Proxy arp seems to be the right thing for answering arp queries but
it doesn't solve the problem of decaching old cache entries. Here's
the example:
router --- hub --- host
|
firewall --
The gateway for host is router. First I use the host to communicate
with the outside world, so it and the router have each other in their
arp caches.
Now I move the host down to the other side of the firewall, which is
doing arp proxy. In order to do that, of course, I have to add a
route to the firewall.
At this point the host and router can not talk to each other because
each is trying to use the mac address in its arp cache. Ideally I'd
like to solve this problem without having to log in to either the
router or host. One way, of course, is to wait for the arp caches to
time out. I thought this was ok, cause I thought these were very
short lived, but in the case I currently face that timeout on the
router is 4 hours (!!) (Is this common? Or even reasonable? Anyone
know what values are in common use?)
I notice rfc1122 (p22) suggests timeouts on the order of a minute,
which is what I expected.
If the host has a shorter timeout then here's a possible solution:
I *suspect* that when a machine sends an arp request to the router:
from [senderMAC] to [BroadcastMAC] who has [routerIP] tell [senderIP]

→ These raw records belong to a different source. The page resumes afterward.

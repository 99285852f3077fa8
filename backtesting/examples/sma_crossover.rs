//! Simple moving-average crossover strategy replayed over a generated
//! tick partition
//!
//! Run with: `cargo run -p backtesting --example sma_crossover`

use backtesting::{BacktestEngine, SimulatedBroker, Strategy, StrategyContext, analyze};
use common::{Tick, Ts};
use feeds::ReplayFeed;
use std::collections::VecDeque;
use std::fs;
use std::io::Write;
use std::path::Path;
use std::sync::Arc;
use storage::PartitionedTickStore;
use tracing::info;

/// Buys when the fast average crosses above the slow one, closes the
/// position on the opposite cross.
struct SmaCrossover {
    fast_period: usize,
    slow_period: usize,
    history: VecDeque<f64>,
    holding: i32,
}

impl SmaCrossover {
    fn new(fast_period: usize, slow_period: usize) -> Self {
        Self {
            fast_period,
            slow_period,
            history: VecDeque::with_capacity(slow_period + 1),
            holding: 0,
        }
    }

    fn average(&self, period: usize) -> Option<f64> {
        if self.history.len() < period {
            return None;
        }
        let sum: f64 = self.history.iter().rev().take(period).sum();
        Some(sum / period as f64)
    }
}

impl Strategy for SmaCrossover {
    fn on_tick(&mut self, tick: &Tick, ctx: &mut StrategyContext) {
        self.history.push_back(tick.last_price);
        if self.history.len() > self.slow_period {
            self.history.pop_front();
        }

        let (Some(fast), Some(slow)) = (self.average(self.fast_period), self.average(self.slow_period))
        else {
            return;
        };

        if fast > slow && self.holding == 0 {
            ctx.buy(&tick.symbol, tick.ask_or_last(), 1).expect("bound");
            self.holding = 1;
        } else if fast < slow && self.holding > 0 {
            ctx.sell(&tick.symbol, tick.bid_or_last(), 1).expect("bound");
            self.holding = 0;
        }
    }
}

/// Write one CSV-backed partition of a slow price wave
fn seed_partition(root: &Path) -> anyhow::Result<()> {
    let dir = root
        .join("source=demo")
        .join("trading_day=2024-01-01")
        .join("instrument_id=rb2405");
    fs::create_dir_all(&dir)?;

    let parquet = dir.join("part-0000.parquet");
    fs::File::create(&parquet)?.write_all(b"PAR1")?;

    let base = Ts::from_sql("2024-01-01")?.as_nanos();
    let mut body = String::from("ts_ns,last_price,last_volume,bid_price1,ask_price1\n");
    for step in 0..240i64 {
        let phase = step as f64 / 40.0;
        let price = 3500.0 + 25.0 * phase.sin() + 0.05 * step as f64;
        body.push_str(&format!(
            "{},{price:.1},2,{:.1},{:.1}\n",
            base + step * 1_000_000_000,
            price - 1.0,
            price + 1.0,
        ));
    }
    fs::write(format!("{}.ticks.csv", parquet.display()), body)?;
    fs::write(
        format!("{}.meta", parquet.display()),
        format!(
            "min_ts_ns={base}\nmax_ts_ns={}\nrow_count=240\n",
            base + 239 * 1_000_000_000
        ),
    )?;
    Ok(())
}

fn main() -> anyhow::Result<()> {
    tracing_subscriber::fmt()
        .with_env_filter(
            tracing_subscriber::EnvFilter::try_from_default_env()
                .unwrap_or_else(|_| tracing_subscriber::EnvFilter::new("info")),
        )
        .init();

    let temp = tempfile::TempDir::new()?;
    seed_partition(temp.path())?;

    let store = Arc::new(PartitionedTickStore::new(temp.path()));
    let feed = ReplayFeed::new(
        store,
        Ts::from_sql("2024-01-01")?,
        Ts::from_sql("2024-01-02")?,
    );

    let mut engine = BacktestEngine::new(
        feed,
        SimulatedBroker::default(),
        SmaCrossover::new(5, 20),
    );
    engine.run();

    let result = engine.into_result();
    info!(
        orders = result.orders.len(),
        trades = result.trades.len(),
        "replay finished"
    );

    let summary = analyze(&result);
    println!("{}", serde_json::to_string_pretty(&summary)?);
    Ok(())
}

the router stores in its arp cache the association [senderIP]=[senderMAC]
Of course, the client machine now sends that packet to the firewall.
The firewall sees this, stores [senderIP]=[senderMAC] in its own
cache, and replies
[routerIP] is at [MAC of firewall interface connected to client]
What I want to add is that the firewall should also send out the
interface connected to the router:
from [MAC of firewall interface connected to router] to
[BroadcastMAC] who has [routerIP] tell [clientIP]
This will then elicit a reply from the router, but in fact the
firewall can ignore that since it will send its own arp request to the
router.
Even better would be some mechanism that, when we add the route to the
firewall could figure out who on either end should be sent such
packets. Perhaps it could remember all of the arp requests that it had
seen (these are, after all, sent to broadcast, so it wouldn't need to
be in promiscuous mode) it could see from the new route (1) which ip
addresses had been used in that range, (2) which ip addresses those
addresses had tried to talk to directly.
I'll be interested in any other ideas, and even more interested in
anything that has already been implemented to solve this problem.